9.         The issue of how a lawyer may factually substantiate the claim to be “the best” was thoroughly considered in New Jersey.  In In re Opinion 39 of Committee on Attorney Advertising, 961 A.2d 722 (N.J. 2008), the New Jersey Supreme Court was presented with the question of whether lawyers could use the designation of “Best Lawyer,” or “Super Lawyer,” or Martindale-Hubble rankings in their advertisements. The Supreme Court Committee on Attorney Advertising concluded that comparative titles violated the N.J. Rules of Professional Conduct, and announced this decision in Opinion 39. The companies who provided the designations (Key Professional Media, Inc., d/b/a “Super Lawyers;” Woodward White, Inc. – publisher of “Best Lawyers in America;” and New Jersey Monthly, LLC) appealed the opinion, and the New Jersey Supreme Court referred the matter to a special master who researched the issue and compiled a report.

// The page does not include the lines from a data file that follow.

#[cfg(feature = "cli")]
mod cli;

#[cfg(feature = "cli")]
fn main() {
    if let Err(err) = cli::run() {
        eprintln!("error: {err}");
        std::process::exit(1);
    }
}

#[cfg(not(feature = "cli"))]
fn main() {
    eprintln!("pali-reader was built without its command line; enable the `cli` feature to serve or render texts.");
}
use std::error::Error;
use std::fs;
use std::path::{Path, PathBuf};

use clap::{Args, Parser, Subcommand};
use pali_reader::library::{self, DocumentSource, FileNode, FsLibrary};
use pali_reader::transform::{
    DEFAULT_DICTIONARY_URL, DEFAULT_LOOKUP_MODE, Dictionary, Transformer,
};
use serde_json::json;

const DEFAULT_ROOT: &str = "2_pali";

#[derive(Parser, Debug)]
#[command(
    name = "pali-reader",
    about = "Read Pali texts with dictionary-linked words",
    version
)]
pub struct Cli {
    /// Emit JSON instead of human-readable tables.
    #[arg(long, global = true)]
    json: bool,

    #[command(subcommand)]
    command: Command,
}

#[derive(Subcommand, Debug)]
enum Command {
    /// Serve the text library over HTTP.
    #[cfg(feature = "web")]
    Serve(ServeArgs),
    /// Print the linked body of a single document.
    Render {
        /// Document to transform.
        file: PathBuf,
        /// Transform the whole text instead of only its body.
        #[arg(long)]
        fragment: bool,
        #[command(flatten)]
        dictionary: DictionaryArgs,
    },
    /// List a library directory the way the index page shows it.
    Tree {
        /// Directory relative to the library root.
        #[arg(default_value = "")]
        path: String,
        /// Library root directory.
        #[arg(long, default_value = DEFAULT_ROOT)]
        root: PathBuf,
    },
}

#[derive(Args, Debug)]
struct DictionaryArgs {
    /// Base URL of the dictionary lookup service.
    #[arg(long, default_value = DEFAULT_DICTIONARY_URL)]
    dictionary_url: String,
    /// Value of the `tab` query parameter selecting the lookup mode.
    #[arg(long, default_value = DEFAULT_LOOKUP_MODE)]
    lookup_mode: String,
}

impl DictionaryArgs {
    fn transformer(&self) -> Transformer {
        Transformer::new(Dictionary::new(
            self.dictionary_url.clone(),
            self.lookup_mode.clone(),
        ))
    }
}

#[cfg(feature = "web")]
#[derive(Args, Debug)]
struct ServeArgs {
    /// Library root directory.
    #[arg(long, default_value = DEFAULT_ROOT)]
    root: PathBuf,
    /// Address to bind.
    #[arg(long, default_value = "127.0.0.1:8000")]
    addr: std::net::SocketAddr,
    /// Number of rendered documents kept in memory (0 disables caching).
    #[arg(long, default_value_t = 256)]
    cache_capacity: usize,
    /// Log at debug level.
    #[arg(short, long, conflicts_with = "quiet")]
    verbose: bool,
    /// Only log warnings and errors.
    #[arg(short, long)]
    quiet: bool,
    #[command(flatten)]
    dictionary: DictionaryArgs,
}

pub fn run() -> Result<(), Box<dyn Error>> {
    let cli = Cli::parse();
    match cli.command {
        #[cfg(feature = "web")]
        Command::Serve(args) => handle_serve(args),
        Command::Render {
            file,
            fragment,
            dictionary,
        } => handle_render(file, fragment, &dictionary, cli.json),
        Command::Tree { path, root } => handle_tree(&root, &path, cli.json),
    }
}

#[cfg(feature = "web")]
fn handle_serve(args: ServeArgs) -> Result<(), Box<dyn Error>> {
    use pali_reader::web::{WebConfig, serve};

    init_logging(args.verbose, args.quiet);
    let config = WebConfig {
        addr: args.addr,
        root: args.root,
        dictionary_url: args.dictionary.dictionary_url,
        lookup_mode: args.dictionary.lookup_mode,
        cache_capacity: args.cache_capacity,
    };
    println!("Pali Reader starting on http://{}", config.addr);
    let runtime = tokio::runtime::Builder::new_multi_thread()
        .enable_all()
        .build()?;
    runtime.block_on(serve(config))?;
    Ok(())
}

/// `RUST_LOG` wins over the verbosity flags.
#[cfg(feature = "web")]
fn init_logging(verbose: bool, quiet: bool) {
    use tracing_subscriber::EnvFilter;

    let filter = if std::env::var("RUST_LOG").is_ok() {
        EnvFilter::from_default_env()
    } else if quiet {
        EnvFilter::new("warn")
    } else if verbose {
        EnvFilter::new("debug")
    } else {
        EnvFilter::new("info")
    };
    let _ = tracing_subscriber::fmt().with_env_filter(filter).try_init();
}

fn handle_render(
    file: PathBuf,
    fragment: bool,
    dictionary: &DictionaryArgs,
    as_json: bool,
) -> Result<(), Box<dyn Error>> {
    let text = fs::read_to_string(&file)
        .map_err(|err| format!("Failed to read {}: {err}", file.display()))?;
    let transformer = dictionary.transformer();
    let html = if fragment {
        transformer.render_fragment(&text)
    } else {
        transformer.render_document(&text)
    };

    if as_json {
        let payload = json!({
            "file": file.display().to_string(),
            "title": library::document_title(&file.to_string_lossy()),
            "html": html,
        });
        println!("{}", serde_json::to_string_pretty(&payload)?);
    } else {
        println!("{html}");
    }
    Ok(())
}

fn handle_tree(root: &Path, path: &str, as_json: bool) -> Result<(), Box<dyn Error>> {
    let library = FsLibrary::new(root);
    let tree = library.listing(path)?;
    if as_json {
        println!("{}", serde_json::to_string_pretty(&tree)?);
    } else {
        print_tree_table(&tree);
    }
    Ok(())
}

fn print_tree_table(tree: &FileNode) {
    if tree.children.is_empty() {
        println!("No folders or texts in \"{}\".", tree.name);
        return;
    }
    let width = tree
        .children
        .iter()
        .map(|child| child.name.chars().count())
        .max()
        .unwrap_or(4)
        .max("NAME".len());
    println!("{:<width$}  {:<4}  {}", "NAME", "KIND", "PATH", width = width);
    println!("{:-<width$}  {:-<4}  {}", "", "", "----", width = width);
    for child in &tree.children {
        let kind = if child.is_dir { "dir" } else { "text" };
        println!(
            "{:<width$}  {:<4}  {}",
            child.name,
            kind,
            child.path,
            width = width
        );
    }
}
use criterion::{BenchmarkId, Criterion, Throughput, black_box, criterion_group, criterion_main};
use pali_reader::transform::{Transformer, isolate_body, markup_spans, word_spans};

const PARAGRAPH: &str = "<p class=\"bodytext\">Evaṃ me sutaṃ – ekaṃ samayaṃ bhagavā antarā ca \
rājagahaṃ antarā ca nāḷandaṃ addhānamaggappaṭipanno hoti mahatā bhikkhusaṅghena saddhiṃ \
pañcamattehi bhikkhusatehi. [PTS Page 001] Suppiyopi kho paribbājako ‘Buddhassa’ avaṇṇaṃ \
bhāsati, 1 2 3.</p>\n";

fn sample_document(paragraphs: usize) -> String {
    let mut doc = String::from("<html><head><title>Dīgha Nikāya</title></head><body>\n");
    for _ in 0..paragraphs {
        doc.push_str(PARAGRAPH);
    }
    doc.push_str("</body></html>");
    doc
}

fn bench_render_document(c: &mut Criterion) {
    let transformer = Transformer::default();
    let mut group = c.benchmark_group("render_document");
    for &paragraphs in &[10usize, 100, 1_000] {
        let doc = sample_document(paragraphs);
        group.throughput(Throughput::Bytes(doc.len() as u64));
        group.bench_with_input(BenchmarkId::from_parameter(paragraphs), &doc, |b, doc| {
            b.iter(|| black_box(transformer.render_document(doc)));
        });
    }
    group.finish();
}

fn bench_segmentation(c: &mut Criterion) {
    let doc = sample_document(1_000);
    let body = isolate_body(&doc);
    c.bench_function("segment::markup_spans", |b| {
        b.iter(|| black_box(markup_spans(body).count()));
    });
    c.bench_function("segment::word_spans", |b| {
        b.iter(|| black_box(word_spans(body).count()));
    });
}

criterion_group!(benches, bench_render_document, bench_segmentation);
criterion_main!(benches);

In his report, which garnered the support of the Court, the special master recommended “twelve ‘regulatory components . . . extracted from [the advertising decisions of other states] to provide[] some guidance to the Court . . . .”  Id. at 728-29.  The twelve components are:

1.         The advertising representation must be true;

2.         The advertisement must state the year of inclusion in the listing as well as the specialty for which the lawyer was listed;

3.         The basis for the implied comparison must be verifiable by accurate and adequate disclosure in the advertisement of the rating or certifying methodology utilized for compiling the listing or inclusion that provides a basis upon which a consumer can reasonably determine how much value to place in the listing or certification; as a minimum, the specific empirical data regarding the selection process should be included (e.g., in a peer-review methodology, the number of ballots sent and the percentage of the ballots returned….);

4.         The rating or certifying methodology must have included inquiry into the lawyer’s qualifications and considered those qualifications in selecting the lawyer for inclusion;

5.         The rating or certification cannot have been issued for a price or fee, nor can it have been conditioned on the purchase of a product, and the evaluation process must be completed prior to the solicitation of any advertising, such as for a special advertising supplement in a magazine or other publication;

6.         Where superlatives are contained in the title of the list itself, such as here, the advertising must state and emphasize only one’s inclusion in the Super Lawyers or The Best Lawyers in America list, and must not describe the attorney as being a “Super Lawyer” or the “Best Lawyer;”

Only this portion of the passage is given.